● Exercise objective: If a line in the entries below includes the string "crate", copy it out.

● Data for this exercise:
# # # # #

//! Admin pricing grid editor.

use std::{collections::BTreeMap, fs, io, path::Path, str::FromStr, sync::Arc};

use printshop::pricing::{CustomizationType, ParseError, Placement, PricingGrid, PricingRecord};
use rust_decimal::Decimal;
use serde_norway::Value;
use thiserror::Error;
use tracing::{debug, info};

use crate::{
    api::{ApiError, PricingApi},
    pricing::PricingGridLoader,
};

/// Cells an admin can edit, in display order.
pub const EDITABLE_CELLS: [(CustomizationType, Placement); 7] = [
    (CustomizationType::Text, Placement::Front),
    (CustomizationType::Text, Placement::Back),
    (CustomizationType::Text, Placement::Both),
    (CustomizationType::Image, Placement::Front),
    (CustomizationType::Image, Placement::Back),
    (CustomizationType::Image, Placement::Both),
    (CustomizationType::Combo, Placement::Any),
];

#[derive(Debug, Error)]
pub enum EditorError {
    #[error(transparent)]
    Api(#[from] ApiError),

    #[error("invalid price for {kind} {placement}: {value:?}")]
    InvalidPrice {
        kind: CustomizationType,
        placement: Placement,
        value: String,
    },

    #[error("{kind} {placement} is not an editable pricing cell")]
    NotEditable {
        kind: CustomizationType,
        placement: Placement,
    },

    #[error(transparent)]
    Parse(#[from] ParseError),

    #[error("invalid pricing yaml: {0}")]
    Yaml(#[from] serde_norway::Error),

    #[error("invalid pricing yaml: {0}")]
    YamlShape(String),

    #[error("failed to read pricing file: {0}")]
    Io(#[from] io::Error),
}

/// Text fields for the editable cells of a pricing grid.
///
/// Saving replaces the whole grid on the backend with the non-empty fields.
pub struct PricingGridEditor {
    api: Arc<dyn PricingApi>,
    fields: BTreeMap<(CustomizationType, Placement), String>,
}

impl PricingGridEditor {
    /// Loads the current grid and fills the fields from it.
    ///
    /// # Errors
    ///
    /// Returns the API error if the grid cannot be fetched.
    pub async fn open(api: Arc<dyn PricingApi>) -> Result<Self, EditorError> {
        let loader = PricingGridLoader::mount(Arc::clone(&api));

        loader.load().await?;

        Ok(Self::from_grid(api, &loader.snapshot().grid))
    }

    #[must_use]
    pub fn from_grid(api: Arc<dyn PricingApi>, grid: &PricingGrid) -> Self {
        let fields = EDITABLE_CELLS
            .into_iter()
            .filter_map(|(kind, placement)| {
                grid.price(kind, placement)
                    .map(|price| ((kind, placement), price.to_string()))
            })
            .collect();

        Self { api, fields }
    }

    #[must_use]
    pub fn field(&self, kind: CustomizationType, placement: Placement) -> Option<&str> {
        self.fields.get(&(kind, placement)).map(String::as_str)
    }

    /// Editable cells with their current text, empty cells included.
    pub fn fields(&self) -> impl Iterator<Item = (CustomizationType, Placement, &str)> {
        EDITABLE_CELLS.into_iter().map(|(kind, placement)| {
            (kind, placement, self.field(kind, placement).unwrap_or_default())
        })
    }

    /// Sets the text of a cell. Validation happens on save.
    ///
    /// # Errors
    ///
    /// Returns [`EditorError::NotEditable`] for cells outside [`EDITABLE_CELLS`].
    pub fn set_field(
        &mut self,
        kind: CustomizationType,
        placement: Placement,
        value: impl Into<String>,
    ) -> Result<(), EditorError> {
        ensure_editable(kind, placement)?;

        let value = value.into();

        if value.trim().is_empty() {
            self.fields.remove(&(kind, placement));
        } else {
            self.fields.insert((kind, placement), value);
        }

        Ok(())
    }

    pub fn clear_field(&mut self, kind: CustomizationType, placement: Placement) {
        self.fields.remove(&(kind, placement));
    }

    /// Applies field values from YAML keyed by type, then placement.
    ///
    /// ```yaml
    /// text:
    ///   front: 5
    ///   both: "8.00"
    /// combo:
    ///   any: ~
    /// ```
    ///
    /// A null value clears the cell. Returns the number of cells touched.
    ///
    /// # Errors
    ///
    /// Fails on malformed YAML, unknown type or placement names, and cells that are not
    /// editable. No field is changed when an error is returned.
    pub fn apply_yaml(&mut self, source: &str) -> Result<usize, EditorError> {
        let document: BTreeMap<String, BTreeMap<String, Value>> = serde_norway::from_str(source)?;

        let mut updates = Vec::new();

        for (kind, placements) in document {
            let kind = CustomizationType::from_str(&kind)?;

            for (placement, value) in placements {
                let placement = Placement::from_str(&placement)?;

                ensure_editable(kind, placement)?;

                let text = match value {
                    Value::Null => String::new(),
                    Value::Number(number) => number.to_string(),
                    Value::String(text) => text,
                    other => {
                        return Err(EditorError::YamlShape(format!(
                            "{kind} {placement} must be a number, a string or null, got {other:?}"
                        )));
                    }
                };

                updates.push((kind, placement, text));
            }
        }

        let touched = updates.len();

        for (kind, placement, text) in updates {
            self.set_field(kind, placement, text)?;
        }

        debug!(touched, "applied pricing yaml");

        Ok(touched)
    }

    /// Reads a YAML file and applies it with [`PricingGridEditor::apply_yaml`].
    ///
    /// # Errors
    ///
    /// Fails if the file cannot be read, or as [`PricingGridEditor::apply_yaml`].
    pub fn apply_yaml_file(&mut self, path: &Path) -> Result<usize, EditorError> {
        let source = fs::read_to_string(path)?;

        self.apply_yaml(&source)
    }

    /// Serializes the non-empty fields into records.
    ///
    /// # Errors
    ///
    /// Returns [`EditorError::InvalidPrice`] for the first field that is not a
    /// non-negative number.
    pub fn records(&self) -> Result<Vec<PricingRecord>, EditorError> {
        EDITABLE_CELLS
            .into_iter()
            .filter_map(|(kind, placement)| {
                self.field(kind, placement)
                    .map(str::trim)
                    .filter(|text| !text.is_empty())
                    .map(|text| parse_price(kind, placement, text))
            })
            .collect()
    }

    /// Replaces the backend grid with the current fields.
    ///
    /// # Errors
    ///
    /// Nothing is sent if a field is invalid; otherwise returns the API error.
    pub async fn save(&self) -> Result<Vec<PricingRecord>, EditorError> {
        let records = self.records()?;

        self.api.replace_pricing_grid(records.clone()).await?;

        info!(cells = records.len(), "pricing grid saved");

        Ok(records)
    }
}

fn ensure_editable(kind: CustomizationType, placement: Placement) -> Result<(), EditorError> {
    if EDITABLE_CELLS.contains(&(kind, placement)) {
        Ok(())
    } else {
        Err(EditorError::NotEditable { kind, placement })
    }
}

fn parse_price(
    kind: CustomizationType,
    placement: Placement,
    text: &str,
) -> Result<PricingRecord, EditorError> {
    let price = Decimal::from_str(text)
        .or_else(|_err| Decimal::from_scientific(text))
        .ok()
        .filter(|price| !price.is_sign_negative());

    match price {
        Some(price) => Ok(PricingRecord::new(kind, placement, price)),
        None => Err(EditorError::InvalidPrice {
            kind,
            placement,
            value: text.to_string(),
        }),
    }
}

#[cfg(test)]
mod tests {
    use testresult::TestResult;

    use crate::api::MockPricingApi;

    use super::*;

    fn grid() -> PricingGrid {
        PricingGrid::from_records([
            PricingRecord::new(CustomizationType::Text, Placement::Front, Decimal::from(5)),
            PricingRecord::new(CustomizationType::Image, Placement::Both, Decimal::new(1800, 2)),
            PricingRecord::new(CustomizationType::Combo, Placement::Any, Decimal::from(20)),
        ])
    }

    fn idle_api() -> Arc<dyn PricingApi> {
        let mut api = MockPricingApi::new();
        api.expect_replace_pricing_grid().times(0);

        Arc::new(api)
    }

    #[tokio::test]
    async fn open_fills_fields_from_loaded_grid() -> TestResult {
        let mut api = MockPricingApi::new();
        api.expect_get_pricing_grid()
            .times(1)
            .returning(|| Ok(grid()));

        let editor = PricingGridEditor::open(Arc::new(api)).await?;

        assert_eq!(
            editor.field(CustomizationType::Text, Placement::Front),
            Some("5")
        );
        assert_eq!(
            editor.field(CustomizationType::Image, Placement::Both),
            Some("18.00")
        );
        assert_eq!(editor.field(CustomizationType::Text, Placement::Back), None);
        assert_eq!(editor.fields().count(), EDITABLE_CELLS.len());

        Ok(())
    }

    #[tokio::test]
    async fn save_sends_only_non_empty_fields() -> TestResult {
        let mut api = MockPricingApi::new();
        api.expect_replace_pricing_grid()
            .withf(|records| {
                records
                    == &vec![
                        PricingRecord::new(
                            CustomizationType::Text,
                            Placement::Front,
                            Decimal::from(6),
                        ),
                        PricingRecord::new(
                            CustomizationType::Image,
                            Placement::Both,
                            Decimal::new(1800, 2),
                        ),
                    ]
            })
            .times(1)
            .returning(|_| Ok(()));

        let mut editor = PricingGridEditor::from_grid(Arc::new(api), &grid());

        editor.set_field(CustomizationType::Text, Placement::Front, "6")?;
        editor.set_field(CustomizationType::Combo, Placement::Any, "  ")?;

        let saved = editor.save().await?;

        assert_eq!(saved.len(), 2);

        Ok(())
    }

    #[tokio::test]
    async fn non_numeric_price_is_rejected_before_sending() -> TestResult {
        let mut editor = PricingGridEditor::from_grid(idle_api(), &grid());

        editor.set_field(CustomizationType::Text, Placement::Back, "five")?;

        let result = editor.save().await;

        assert!(
            matches!(
                result,
                Err(EditorError::InvalidPrice {
                    kind: CustomizationType::Text,
                    placement: Placement::Back,
                    ..
                })
            ),
            "expected InvalidPrice, got {result:?}"
        );

        Ok(())
    }

    #[test]
    fn negative_price_is_rejected() -> TestResult {
        let mut editor = PricingGridEditor::from_grid(idle_api(), &PricingGrid::new());

        editor.set_field(CustomizationType::Image, Placement::Front, "-1")?;

        let result = editor.records();

        assert!(
            matches!(result, Err(EditorError::InvalidPrice { .. })),
            "expected InvalidPrice, got {result:?}"
        );

        Ok(())
    }

    #[test]
    fn combo_is_only_editable_for_any() {
        let mut editor = PricingGridEditor::from_grid(idle_api(), &PricingGrid::new());

        let result = editor.set_field(CustomizationType::Combo, Placement::Front, "20");

        assert!(
            matches!(result, Err(EditorError::NotEditable { .. })),
            "expected NotEditable, got {result:?}"
        );

        let result = editor.set_field(CustomizationType::Text, Placement::Any, "20");

        assert!(
            matches!(result, Err(EditorError::NotEditable { .. })),
            "expected NotEditable, got {result:?}"
        );
    }

    #[test]
    fn apply_yaml_sets_and_clears_fields() -> TestResult {
        let mut editor = PricingGridEditor::from_grid(idle_api(), &grid());

        let touched = editor.apply_yaml(
            "text:\n  back: 5\n  both: \"8.00\"\nimage:\n  both: 17.5\ncombo:\n  any: ~\n",
        )?;

        assert_eq!(touched, 4);
        assert_eq!(
            editor.field(CustomizationType::Text, Placement::Back),
            Some("5")
        );
        assert_eq!(
            editor.field(CustomizationType::Text, Placement::Both),
            Some("8.00")
        );
        assert_eq!(
            editor.field(CustomizationType::Image, Placement::Both),
            Some("17.5")
        );
        assert_eq!(editor.field(CustomizationType::Combo, Placement::Any), None);

        Ok(())
    }

    #[test]
    fn apply_yaml_is_all_or_nothing() -> TestResult {
        let mut editor = PricingGridEditor::from_grid(idle_api(), &grid());

        let result = editor.apply_yaml("text:\n  front: 9\n  sleeve: 3\n");

        assert!(
            matches!(result, Err(EditorError::Parse(ParseError::UnknownPlacement(_)))),
            "expected UnknownPlacement, got {result:?}"
        );
        assert_eq!(
            editor.field(CustomizationType::Text, Placement::Front),
            Some("5")
        );

        let result = editor.apply_yaml("text:\n  front: [1, 2]\n");

        assert!(
            matches!(result, Err(EditorError::YamlShape(_))),
            "expected YamlShape, got {result:?}"
        );

        Ok(())
    }

    #[test]
    fn apply_yaml_file_reads_from_disk() -> TestResult {
        let dir = tempfile::tempdir()?;
        let path = dir.path().join("pricing.yaml");
        fs::write(&path, "combo:\n  any: 25\n")?;

        let mut editor = PricingGridEditor::from_grid(idle_api(), &grid());

        editor.apply_yaml_file(&path)?;

        assert_eq!(editor.records()?.len(), 3);
        assert_eq!(
            editor.field(CustomizationType::Combo, Placement::Any),
            Some("25")
        );

        Ok(())
    }
}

# # # # #

● Result of the task:
use crate::{
    use crate::api::MockPricingApi;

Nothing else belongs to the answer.